Singapore-based Olam International yesterday offered 55c a share for New Zealand Farming Systems Uruguay (NZFSU) in a takeover bid after PGG Wrightson earlier agreed to sell its 11.5% shareholding.
With its existing 18.45% shareholding, the PGG Wrightson tranche took Olam's stake to just under 30%, triggering the takeover offer.
It was conditional on Olam being able to buy at least 50% of the shares on offer.
Craigs Investment Partners broker Chris Timms said the chance to buy PGG Wrightson's stake might have been too good an opportunity for Olam to resist.
Mr Timms said it looked like a good deal for shareholders and PGG Wrightson.
NZFSU shares were trading at 41c when the New Zealand Stock Exchange opened yesterday, well off the 2007 issue price of between $1 and $1.50.
Yesterday they hit 53c, nearly a year since they last reached that level.
He said shareholders have seen little evidence of success from taking New Zealand farming technology to South America and might not be willing to wait for the promises expected from growing demand for food and dairy products.
Some opted to sell yesterday, pushing up the share price by about 30%.

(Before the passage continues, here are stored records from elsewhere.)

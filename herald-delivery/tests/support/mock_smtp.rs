//! Mock SMTP relay for session tests
//!
//! This module provides a configurable mock SMTP server that can:
//! - Answer each command with a configured reply (success, rejection, 421)
//! - Accept `AUTH PLAIN` and `AUTH LOGIN` exchanges
//! - Inject failures (dropped connections, hangs, idle disconnects)
//! - Count connections, authentications and accepted messages
//!
//! # Example
//!
//! ```rust,no_run
//! let server = MockSmtpServer::builder()
//!     .with_rcpt_to_response(550, "5.1.1 User unknown")
//!     .build()
//!     .await?;
//! ```

use std::{
    fmt::Write,
    net::SocketAddr,
    sync::{
        Arc,
        atomic::{AtomicBool, AtomicUsize, Ordering},
    },
    time::Duration,
};

use tokio::{
    io::{AsyncBufReadExt, AsyncWriteExt, BufReader},
    net::{TcpListener, TcpStream},
    sync::RwLock,
    time::timeout,
};

/// SMTP command received by the mock server
#[derive(Debug, Clone, PartialEq, Eq)]
pub enum SmtpCommand {
    Ehlo(String),
    Helo(String),
    /// Mechanism name, credentials are not kept
    Auth(String),
    MailFrom(String),
    RcptTo(String),
    Data,
    /// Message content (after DATA), dot-unstuffed
    MessageContent(String),
    Noop,
    Rset,
    Quit,
    Other(String),
}

#[derive(Debug, Clone)]
pub struct SmtpResponse {
    pub code: u16,
    pub message: String,
}

impl SmtpResponse {
    fn new(code: u16, message: impl Into<String>) -> Self {
        Self {
            code,
            message: message.into(),
        }
    }

    fn to_bytes(&self) -> Vec<u8> {
        format!("{} {}\r\n", self.code, self.message).into_bytes()
    }
}

#[derive(Clone)]
struct MockServerConfig {
    greeting: SmtpResponse,
    ehlo_code: u16,
    capabilities: Vec<String>,
    helo_response: SmtpResponse,
    auth_response: SmtpResponse,
    mail_from_response: SmtpResponse,
    rcpt_to_response: SmtpResponse,
    data_response: SmtpResponse,
    data_end_response: SmtpResponse,
    noop_response: SmtpResponse,

    // Failure injection
    drop_first_connections: usize,
    close_after_messages: Option<usize>,
    hang_on_command: Option<String>,
}

impl Default for MockServerConfig {
    fn default() -> Self {
        Self {
            greeting: SmtpResponse::new(220, "mock.example.com ESMTP ready"),
            ehlo_code: 250,
            capabilities: vec![
                "mock.example.com".to_string(),
                "SIZE 35882577".to_string(),
                "AUTH LOGIN PLAIN".to_string(),
            ],
            helo_response: SmtpResponse::new(250, "mock.example.com"),
            auth_response: SmtpResponse::new(235, "2.7.0 Accepted"),
            mail_from_response: SmtpResponse::new(250, "2.1.0 OK"),
            rcpt_to_response: SmtpResponse::new(250, "2.1.5 OK"),
            data_response: SmtpResponse::new(354, "Go ahead"),
            data_end_response: SmtpResponse::new(250, "2.0.0 OK queued"),
            noop_response: SmtpResponse::new(250, "2.0.0 OK"),
            drop_first_connections: 0,
            close_after_messages: None,
            hang_on_command: None,
        }
    }
}

#[derive(Default)]
struct Counters {
    connections: AtomicUsize,
    auth_attempts: AtomicUsize,
    messages: AtomicUsize,
}

/// Mock SMTP server for testing
pub struct MockSmtpServer {
    addr: SocketAddr,
    commands_received: Arc<RwLock<Vec<SmtpCommand>>>,
    counters: Arc<Counters>,
    shutdown: Arc<AtomicBool>,
}

impl MockSmtpServer {
    #[must_use]
    pub fn builder() -> MockSmtpServerBuilder {
        MockSmtpServerBuilder::new()
    }

    #[must_use]
    pub const fn addr(&self) -> SocketAddr {
        self.addr
    }

    pub async fn commands(&self) -> Vec<SmtpCommand> {
        self.commands_received.read().await.clone()
    }

    /// Connections accepted, including the ones dropped on purpose
    pub fn connections(&self) -> usize {
        self.counters.connections.load(Ordering::SeqCst)
    }

    pub fn auth_attempts(&self) -> usize {
        self.counters.auth_attempts.load(Ordering::SeqCst)
    }

    /// Messages accepted after the end-of-data marker
    pub fn messages(&self) -> usize {
        self.counters.messages.load(Ordering::SeqCst)
    }

    pub fn shutdown(&self) {
        self.shutdown.store(true, Ordering::Relaxed);
    }

    #[allow(clippy::too_many_lines)]
    async fn handle_client(
        mut stream: TcpStream,
        config: Arc<MockServerConfig>,
        commands: Arc<RwLock<Vec<SmtpCommand>>>,
        counters: Arc<Counters>,
    ) -> Result<(), Box<dyn std::error::Error + Send + Sync>> {
        let connection = counters.connections.fetch_add(1, Ordering::SeqCst);
        if connection < config.drop_first_connections {
            return Ok(());
        }

        let (reader, mut writer) = stream.split();
        let mut reader = BufReader::new(reader);
        let mut line = String::new();
        let mut local_messages = 0;

        writer.write_all(&config.greeting.to_bytes()).await?;

        loop {
            line.clear();
            let read = timeout(Duration::from_secs(10), reader.read_line(&mut line)).await;
            let Ok(read) = read else {
                return Ok(());
            };
            if read? == 0 {
                return Ok(());
            }

            let cmd_line = line.trim_end().to_string();
            tracing::debug!("Mock server received: {cmd_line}");

            let (verb, argument) = cmd_line.split_once(' ').unwrap_or((&cmd_line, ""));
            let verb = verb.to_uppercase();

            if config
                .hang_on_command
                .as_deref()
                .is_some_and(|hang| hang == verb)
            {
                tokio::time::sleep(Duration::from_secs(3600)).await;
                return Ok(());
            }

            let (command, response) = match verb.as_str() {
                "EHLO" => {
                    let mut reply = String::new();
                    let last = config.capabilities.len().saturating_sub(1);
                    for (i, capability) in config.capabilities.iter().enumerate() {
                        let separator = if i == last { ' ' } else { '-' };
                        let _ = write!(reply, "{}{separator}{capability}\r\n", config.ehlo_code);
                    }
                    (SmtpCommand::Ehlo(argument.to_string()), reply.into_bytes())
                }
                "HELO" => (
                    SmtpCommand::Helo(argument.to_string()),
                    config.helo_response.to_bytes(),
                ),
                "AUTH" => {
                    counters.auth_attempts.fetch_add(1, Ordering::SeqCst);
                    let mechanism = argument
                        .split_whitespace()
                        .next()
                        .unwrap_or_default()
                        .to_uppercase();
                    if mechanism == "LOGIN" {
                        for prompt in ["334 VXNlcm5hbWU6\r\n", "334 UGFzc3dvcmQ6\r\n"] {
                            writer.write_all(prompt.as_bytes()).await?;
                            line.clear();
                            if reader.read_line(&mut line).await? == 0 {
                                return Ok(());
                            }
                        }
                    }
                    (SmtpCommand::Auth(mechanism), config.auth_response.to_bytes())
                }
                "MAIL" => (
                    SmtpCommand::MailFrom(argument.to_string()),
                    config.mail_from_response.to_bytes(),
                ),
                "RCPT" => (
                    SmtpCommand::RcptTo(argument.to_string()),
                    config.rcpt_to_response.to_bytes(),
                ),
                "DATA" => (SmtpCommand::Data, config.data_response.to_bytes()),
                "NOOP" => (SmtpCommand::Noop, config.noop_response.to_bytes()),
                "RSET" => (SmtpCommand::Rset, SmtpResponse::new(250, "OK").to_bytes()),
                "QUIT" => {
                    commands.write().await.push(SmtpCommand::Quit);
                    writer
                        .write_all(&SmtpResponse::new(221, "Bye").to_bytes())
                        .await?;
                    return Ok(());
                }
                _ => (
                    SmtpCommand::Other(cmd_line.clone()),
                    SmtpResponse::new(500, "Unknown command").to_bytes(),
                ),
            };

            let is_data = command == SmtpCommand::Data;
            commands.write().await.push(command);
            writer.write_all(&response).await?;

            if is_data && config.data_response.code == 354 {
                let mut content = String::new();
                loop {
                    line.clear();
                    if reader.read_line(&mut line).await? == 0 {
                        return Ok(());
                    }
                    if line == ".\r\n" {
                        break;
                    }
                    content.push_str(line.strip_prefix('.').unwrap_or(&line));
                }

                commands
                    .write()
                    .await
                    .push(SmtpCommand::MessageContent(content));
                writer
                    .write_all(&config.data_end_response.to_bytes())
                    .await?;

                if config.data_end_response.code == 250 {
                    counters.messages.fetch_add(1, Ordering::SeqCst);
                    local_messages += 1;
                }
                if config
                    .close_after_messages
                    .is_some_and(|limit| local_messages >= limit)
                {
                    // Idle-timeout style disconnect, without a 421
                    return Ok(());
                }
            }
        }
    }
}

/// Builder for configuring a `MockSmtpServer`
pub struct MockSmtpServerBuilder {
    config: MockServerConfig,
}

impl MockSmtpServerBuilder {
    fn new() -> Self {
        Self {
            config: MockServerConfig::default(),
        }
    }

    #[must_use]
    pub fn with_greeting(mut self, code: u16, message: impl Into<String>) -> Self {
        self.config.greeting = SmtpResponse::new(code, message);
        self
    }

    /// EHLO reply code and lines; the first line is the server name
    #[must_use]
    pub fn with_ehlo_response(mut self, code: u16, capabilities: Vec<String>) -> Self {
        self.config.ehlo_code = code;
        self.config.capabilities = capabilities;
        self
    }

    #[must_use]
    pub fn with_helo_response(mut self, code: u16, message: impl Into<String>) -> Self {
        self.config.helo_response = SmtpResponse::new(code, message);
        self
    }

    #[must_use]
    pub fn with_auth_response(mut self, code: u16, message: impl Into<String>) -> Self {
        self.config.auth_response = SmtpResponse::new(code, message);
        self
    }

    #[must_use]
    pub fn with_mail_from_response(mut self, code: u16, message: impl Into<String>) -> Self {
        self.config.mail_from_response = SmtpResponse::new(code, message);
        self
    }

    #[must_use]
    pub fn with_rcpt_to_response(mut self, code: u16, message: impl Into<String>) -> Self {
        self.config.rcpt_to_response = SmtpResponse::new(code, message);
        self
    }

    #[must_use]
    pub fn with_data_response(mut self, code: u16, message: impl Into<String>) -> Self {
        self.config.data_response = SmtpResponse::new(code, message);
        self
    }

    #[must_use]
    pub fn with_data_end_response(mut self, code: u16, message: impl Into<String>) -> Self {
        self.config.data_end_response = SmtpResponse::new(code, message);
        self
    }

    /// Close the first `count` connections before the greeting
    #[must_use]
    pub const fn with_dropped_connections(mut self, count: usize) -> Self {
        self.config.drop_first_connections = count;
        self
    }

    /// Close each connection after it has accepted `count` messages
    #[must_use]
    pub const fn with_close_after_messages(mut self, count: usize) -> Self {
        self.config.close_after_messages = Some(count);
        self
    }

    /// Never answer the given command verb (e.g. `"MAIL"`)
    #[must_use]
    pub fn with_hang_on(mut self, verb: &str) -> Self {
        self.config.hang_on_command = Some(verb.to_uppercase());
        self
    }

    /// Build and start the mock SMTP server
    ///
    /// # Errors
    ///
    /// Returns an error if the server fails to bind to a port
    pub async fn build(self) -> Result<MockSmtpServer, std::io::Error> {
        let listener = TcpListener::bind("127.0.0.1:0").await?;
        let addr = listener.local_addr()?;

        let config = Arc::new(self.config);
        let commands = Arc::new(RwLock::new(Vec::new()));
        let counters = Arc::new(Counters::default());
        let shutdown = Arc::new(AtomicBool::new(false));

        let commands_clone = Arc::clone(&commands);
        let counters_clone = Arc::clone(&counters);
        let shutdown_clone = Arc::clone(&shutdown);

        tokio::spawn(async move {
            loop {
                if shutdown_clone.load(Ordering::Relaxed) {
                    break;
                }

                // Accept with a timeout so the shutdown flag is noticed
                let accept_result = timeout(Duration::from_millis(100), listener.accept()).await;

                if let Ok(Ok((stream, _peer))) = accept_result {
                    let config = Arc::clone(&config);
                    let commands = Arc::clone(&commands_clone);
                    let counters = Arc::clone(&counters_clone);

                    tokio::spawn(async move {
                        if let Err(e) =
                            MockSmtpServer::handle_client(stream, config, commands, counters).await
                        {
                            tracing::debug!("Mock server client error: {e}");
                        }
                    });
                }
            }
        });

        Ok(MockSmtpServer {
            addr,
            commands_received: commands,
            counters,
            shutdown,
        })
    }
}
// Not every suite uses every helper.
#![allow(dead_code)]

pub mod mock_http;
pub mod mock_smtp;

Mr Timms said PGG Wrightson, which has a management agreement with NZFSU, was in discussions with the company about that agreement which could see it go in-house, but the rural servicing company looked like securing a long-term supply agreement for farm products, an area in which it has an established presence in South America.
NZFSU was established to take New Zealand farm expertise and develop dairy farms in Uruguay.
As at December 2009 it was milking 19,600 cows through 27 dairy sheds on 11,500ha.
But it has suffered from a lack of capital which delayed development of the farms and caused a cashflow shortfall.
Boosted by a $43 million bond issue and the sale of non-strategic farms, it reported an improved financial performance for the half year to the end of December of a $3.5 million loss, compared to a $7.3 million loss a year earlier.
The Olam deal values NZFSU at $134 million and increasing its stake from 18.45%, including the PGG Wrightson shares, would cost it about $110 million.
The independent appraisal is due shortly and the offer will close at 5pm on September 1.
Olam already has a presence in New Zealand food manufacturing, being the second largest shareholder in Open Country Dairy.